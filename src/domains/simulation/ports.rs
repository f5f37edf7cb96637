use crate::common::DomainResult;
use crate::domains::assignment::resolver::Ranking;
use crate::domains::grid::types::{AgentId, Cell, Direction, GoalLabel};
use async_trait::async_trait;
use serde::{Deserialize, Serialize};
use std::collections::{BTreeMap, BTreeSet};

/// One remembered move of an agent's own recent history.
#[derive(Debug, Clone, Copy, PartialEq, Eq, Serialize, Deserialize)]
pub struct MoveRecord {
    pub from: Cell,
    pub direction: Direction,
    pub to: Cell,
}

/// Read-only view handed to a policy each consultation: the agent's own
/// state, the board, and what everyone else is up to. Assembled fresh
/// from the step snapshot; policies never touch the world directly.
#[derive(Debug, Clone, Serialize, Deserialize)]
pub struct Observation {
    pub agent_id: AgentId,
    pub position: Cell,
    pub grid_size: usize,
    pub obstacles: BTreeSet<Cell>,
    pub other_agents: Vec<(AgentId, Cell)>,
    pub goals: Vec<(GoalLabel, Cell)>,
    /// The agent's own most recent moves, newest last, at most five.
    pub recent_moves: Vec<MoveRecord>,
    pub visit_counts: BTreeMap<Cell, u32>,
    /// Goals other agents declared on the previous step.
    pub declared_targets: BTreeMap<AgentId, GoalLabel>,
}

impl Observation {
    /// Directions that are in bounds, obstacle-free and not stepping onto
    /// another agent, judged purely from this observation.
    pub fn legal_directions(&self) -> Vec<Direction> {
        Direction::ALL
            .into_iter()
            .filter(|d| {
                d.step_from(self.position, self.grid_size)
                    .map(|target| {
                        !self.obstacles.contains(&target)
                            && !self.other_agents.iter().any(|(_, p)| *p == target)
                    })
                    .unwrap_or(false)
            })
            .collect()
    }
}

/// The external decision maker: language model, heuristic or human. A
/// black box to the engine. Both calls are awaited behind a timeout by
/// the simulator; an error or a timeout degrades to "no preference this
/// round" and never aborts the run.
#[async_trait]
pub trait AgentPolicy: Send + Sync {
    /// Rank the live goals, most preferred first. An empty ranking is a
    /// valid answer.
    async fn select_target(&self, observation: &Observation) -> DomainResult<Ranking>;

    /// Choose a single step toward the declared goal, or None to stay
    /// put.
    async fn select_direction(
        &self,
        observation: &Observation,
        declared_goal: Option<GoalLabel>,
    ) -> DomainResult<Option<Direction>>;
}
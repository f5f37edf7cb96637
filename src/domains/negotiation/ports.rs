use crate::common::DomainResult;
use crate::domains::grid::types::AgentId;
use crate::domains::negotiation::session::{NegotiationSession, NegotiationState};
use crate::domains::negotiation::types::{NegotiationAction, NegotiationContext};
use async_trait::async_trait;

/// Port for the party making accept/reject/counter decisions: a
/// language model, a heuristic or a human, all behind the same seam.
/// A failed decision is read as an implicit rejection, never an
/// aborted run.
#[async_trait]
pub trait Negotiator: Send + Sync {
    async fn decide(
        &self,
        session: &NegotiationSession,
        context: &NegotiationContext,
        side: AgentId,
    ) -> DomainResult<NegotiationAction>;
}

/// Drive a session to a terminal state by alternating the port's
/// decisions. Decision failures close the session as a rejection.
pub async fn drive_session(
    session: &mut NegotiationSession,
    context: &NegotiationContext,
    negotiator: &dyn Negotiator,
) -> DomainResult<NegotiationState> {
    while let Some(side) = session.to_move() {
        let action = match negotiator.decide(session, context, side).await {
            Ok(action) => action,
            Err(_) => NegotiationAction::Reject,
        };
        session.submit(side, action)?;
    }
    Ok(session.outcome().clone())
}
=======
**REQUIRED WORK**: Please print the data above exactly as it appears.

**RESPONSE**:
filename src/domains/simulation/ports.rs
repository f5f37edf7cb96637
use crate::common::DomainResult;
use crate::domains::assignment::resolver::Ranking;
use crate::domains::grid::types::{AgentId, Cell, Direction, GoalLabel};
use async_trait::async_trait;
use serde::{Deserialize, Serialize};
use std::collections::{BTreeMap, BTreeSet};

/// One remembered move of an agent's own recent history.
#[derive(Debug, Clone, Copy, PartialEq, Eq, Serialize, Deserialize)]
pub struct MoveRecord {
    pub from: Cell,
    pub direction: Direction,
    pub to: Cell,
}

/// Read-only view handed to a policy each consultation: the agent's own
/// state, the board, and what everyone else is up to. Assembled fresh
/// from the step snapshot; policies never touch the world directly.
#[derive(Debug, Clone, Serialize, Deserialize)]
pub struct Observation {
    pub agent_id: AgentId,
    pub position: Cell,
    pub grid_size: usize,
    pub obstacles: BTreeSet<Cell>,
    pub other_agents: Vec<(AgentId, Cell)>,
    pub goals: Vec<(GoalLabel, Cell)>,
    /// The agent's own most recent moves, newest last, at most five.
    pub recent_moves: Vec<MoveRecord>,
    pub visit_counts: BTreeMap<Cell, u32>,
    /// Goals other agents declared on the previous step.
    pub declared_targets: BTreeMap<AgentId, GoalLabel>,
}

impl Observation {
    /// Directions that are in bounds, obstacle-free and not stepping onto
    /// another agent, judged purely from this observation.
    pub fn legal_directions(&self) -> Vec<Direction> {
        Direction::ALL
            .into_iter()
            .filter(|d| {
                d.step_from(self.position, self.grid_size)
                    .map(|target| {
                        !self.obstacles.contains(&target)
                            && !self.other_agents.iter().any(|(_, p)| *p == target)
                    })
                    .unwrap_or(false)
            })
            .collect()
    }
}

/// The external decision maker: language model, heuristic or human. A
/// black box to the engine. Both calls are awaited behind a timeout by
/// the simulator; an error or a timeout degrades to "no preference this
/// round" and never aborts the run.
#[async_trait]
pub trait AgentPolicy: Send + Sync {
    /// Rank the live goals, most preferred first. An empty ranking is a
    /// valid answer.
    async fn select_target(&self, observation: &Observation) -> DomainResult<Ranking>;

    /// Choose a single step toward the declared goal, or None to stay
    /// put.
    async fn select_direction(
        &self,
        observation: &Observation,
        declared_goal: Option<GoalLabel>,
    ) -> DomainResult<Option<Direction>>;
}
repository f5f37edf7cb96637
filename src/domains/negotiation/ports.rs
use crate::common::DomainResult;
use crate::domains::grid::types::AgentId;
use crate::domains::negotiation::session::{NegotiationSession, NegotiationState};
use crate::domains::negotiation::types::{NegotiationAction, NegotiationContext};
use async_trait::async_trait;

/// Port for the party making accept/reject/counter decisions: a
/// language model, a heuristic or a human, all behind the same seam.
/// A failed decision is read as an implicit rejection, never an
/// aborted run.
#[async_trait]
pub trait Negotiator: Send + Sync {
    async fn decide(
        &self,
        session: &NegotiationSession,
        context: &NegotiationContext,
        side: AgentId,
    ) -> DomainResult<NegotiationAction>;
}

/// Drive a session to a terminal state by alternating the port's
/// decisions. Decision failures close the session as a rejection.
pub async fn drive_session(
    session: &mut NegotiationSession,
    context: &NegotiationContext,
    negotiator: &dyn Negotiator,
) -> DomainResult<NegotiationState> {
    while let Some(side) = session.to_move() {
        let action = match negotiator.decide(session, context, side).await {
            Ok(action) => action,
            Err(_) => NegotiationAction::Reject,
        };
        session.submit(side, action)?;
    }
    Ok(session.outcome().clone())
}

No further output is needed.